Le Liban accède à la convention sur les armes chimiques en 28 Nov 2008
Désormais, seuls dix États ne sont pas liés par la convention qui vise à interdire l’usage des armes chimiques, après que la Liban ait déposé les instruments d’adhésion.

Le gouvernement du Liban a déposé ses instruments d’adhésion à la convention pour l’interdiction des armes chimiques (CIAC) auprès du secrétaire général des Nations Unies. La convention, dont le but est l’élimination complète des armes chimiques dans le monde entier, entrera en vigueur au Liban 30 jours après le dépôt, qui a été annoncé par le Liban le 20 novembre 2008.

Le Liban deviendra alors le 185e État partie à la convention pour l’interdiction des armes chimiques.

Le directeur de l’Organisation pour l’interdiction des armes chimiques (OIAC), l’organe chargé de mettre en œuvre la convention, a appelé les dix États qui n’y ont pas encore adhéré, à le faire sans délais.

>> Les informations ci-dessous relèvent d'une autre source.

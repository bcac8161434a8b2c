//! Candidate path producers. The indexer only depends on the [`Scanner`]
//! contract; local disk, static lists and snapshots are provided here and in
//! `snapshot`, remote backends implement the trait themselves.

use crate::domain::Domain;
use crate::error::{PathGrabError, Result};
use crate::util::{join_path, normalize_path, relative_to};

/// Produces the finite sequence of candidate file paths under a domain root.
pub trait Scanner: Send + Sync {
    fn scan(&self, domain: &Domain) -> Result<Vec<String>>;
}

impl<S: Scanner + ?Sized> Scanner for Box<S> {
    fn scan(&self, domain: &Domain) -> Result<Vec<String>> {
        (**self).scan(domain)
    }
}

/// Recursive walk of the domain root on the local filesystem.
#[derive(Debug, Clone, Copy, Default)]
pub struct LocalScanner;

impl Scanner for LocalScanner {
    fn scan(&self, domain: &Domain) -> Result<Vec<String>> {
        let root = domain.root();
        if !std::path::Path::new(root).is_dir() {
            return Err(PathGrabError::ScanFailure {
                domain: domain.name().to_string(),
                message: format!("Root directory does not exist: {root}"),
            });
        }

        let pattern = format!("{}/**/*", glob::Pattern::escape(root));
        let mut paths = Vec::new();
        for entry in glob::glob(&pattern)? {
            let path = entry.map_err(|e| PathGrabError::ScanFailure {
                domain: domain.name().to_string(),
                message: e.to_string(),
            })?;
            if !path.is_file() {
                continue;
            }
            let text = normalize_path(&path.to_string_lossy());
            let path = join_path(root, relative_to(&text, root));
            if domain.accepts(&path) {
                paths.push(path);
            }
        }

        log::debug!("Scanned {} candidate files under {root}", paths.len());
        Ok(paths)
    }
}

/// A fixed list of paths, e.g. from a remote listing or a test fixture.
#[derive(Debug, Clone, Default)]
pub struct StaticScanner {
    paths: Vec<String>,
}

impl StaticScanner {
    pub fn new<I, S>(paths: I) -> Self
    where
        I: IntoIterator<Item = S>,
        S: AsRef<str>,
    {
        StaticScanner {
            paths: paths.into_iter().map(|p| normalize_path(p.as_ref())).collect(),
        }
    }
}

impl Scanner for StaticScanner {
    fn scan(&self, _domain: &Domain) -> Result<Vec<String>> {
        Ok(self.paths.clone())
    }
}

#[cfg(test)]
mod tests {
    use super::*;
    use crate::entity::MapperRegistry;
    use crate::schema::parse_domain_str;
    use tempfile::TempDir;

    fn touch(root: &std::path::Path, rel: &str) {
        let path = root.join(rel);
        std::fs::create_dir_all(path.parent().unwrap()).unwrap();
        std::fs::write(path, "").unwrap();
    }

    #[test]
    fn test_local_scan_honours_filters() {
        let tmp = TempDir::new().unwrap();
        touch(tmp.path(), "sub-01/anat/sub-01_T1w.nii.gz");
        touch(tmp.path(), "sub-01/func/sub-01_task-rest_bold.nii.gz");
        touch(tmp.path(), "derivatives/sub-01/x.nii.gz");

        let yaml = format!(
            "name: d\nroot: '{}'\nentities: []\nindex:\n  exclude: ['^derivatives/']",
            tmp.path().display()
        );
        let domain =
            Domain::new(&parse_domain_str(&yaml).unwrap(), &MapperRegistry::new()).unwrap();

        let mut paths = LocalScanner.scan(&domain).unwrap();
        paths.sort();
        let root = normalize_path(&tmp.path().to_string_lossy());
        assert_eq!(
            paths,
            vec![
                format!("{root}/sub-01/anat/sub-01_T1w.nii.gz"),
                format!("{root}/sub-01/func/sub-01_task-rest_bold.nii.gz"),
            ]
        );
    }

    #[test]
    fn test_missing_root_is_scan_failure() {
        let domain = Domain::new(
            &parse_domain_str("name: d\nroot: /definitely/not/here\nentities: []").unwrap(),
            &MapperRegistry::new(),
        )
        .unwrap();
        let err = LocalScanner.scan(&domain).unwrap_err();
        assert!(matches!(err, PathGrabError::ScanFailure { .. }));
    }

    #[test]
    fn test_static_scanner_normalises() {
        let domain = Domain::new(
            &parse_domain_str("name: d\nroot: .\nentities: []").unwrap(),
            &MapperRegistry::new(),
        )
        .unwrap();
        let scanner = StaticScanner::new(["a\\b.txt", "c/d.txt"]);
        assert_eq!(scanner.scan(&domain).unwrap(), vec!["a/b.txt", "c/d.txt"]);
    }
}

Objectifs de la convention

L'OIAC fournit une assistance et une protection à tout État partie faisant l’objet de menaces ou d’attaques à l’arme chimique.La convention vise l’élimination complète de toute une catégorie d’armes de destructions massives en interdisant la production, le développement, l’achat et l’usage des armes chimiques. Tous les États parties à la convention doivent déclarer et détruire leurs stocks d’armes chimiques, toutes leurs infrastructures de production ainsi que les armes chimiques qu’ils auraient abandonnées sur le territoire d’un autre État partie.

L'OIAC fournit une assistance et une protection à tout État partie faisant l’objet de menaces ou d’attaques à l’arme chimique. Elle œuvre également à la promotion de la coopération internationale dans le domaine de l’utilisation pacifique de la chimie.

En tant qu’État partie, le Liban est désormais en mesure de bénéficier des programmes de coopération et d’assistance internationales de l’OIAC. Ces programmes incluent l’aide à la mise en place d’une législation permettant la mise en œuvre de la convention au niveau national.

Quatre États ont signé la convention mais ne l’ont pas encore ratifiée : les Bahamas, Israël, la République dominicaine et le Myanmar.

Six autres États n’ont, ni ratifié, ni signé la convention sur les armes chimiques : l’Angola, la Corée du Nord, l’Egypte, l’Irak et la Syrie.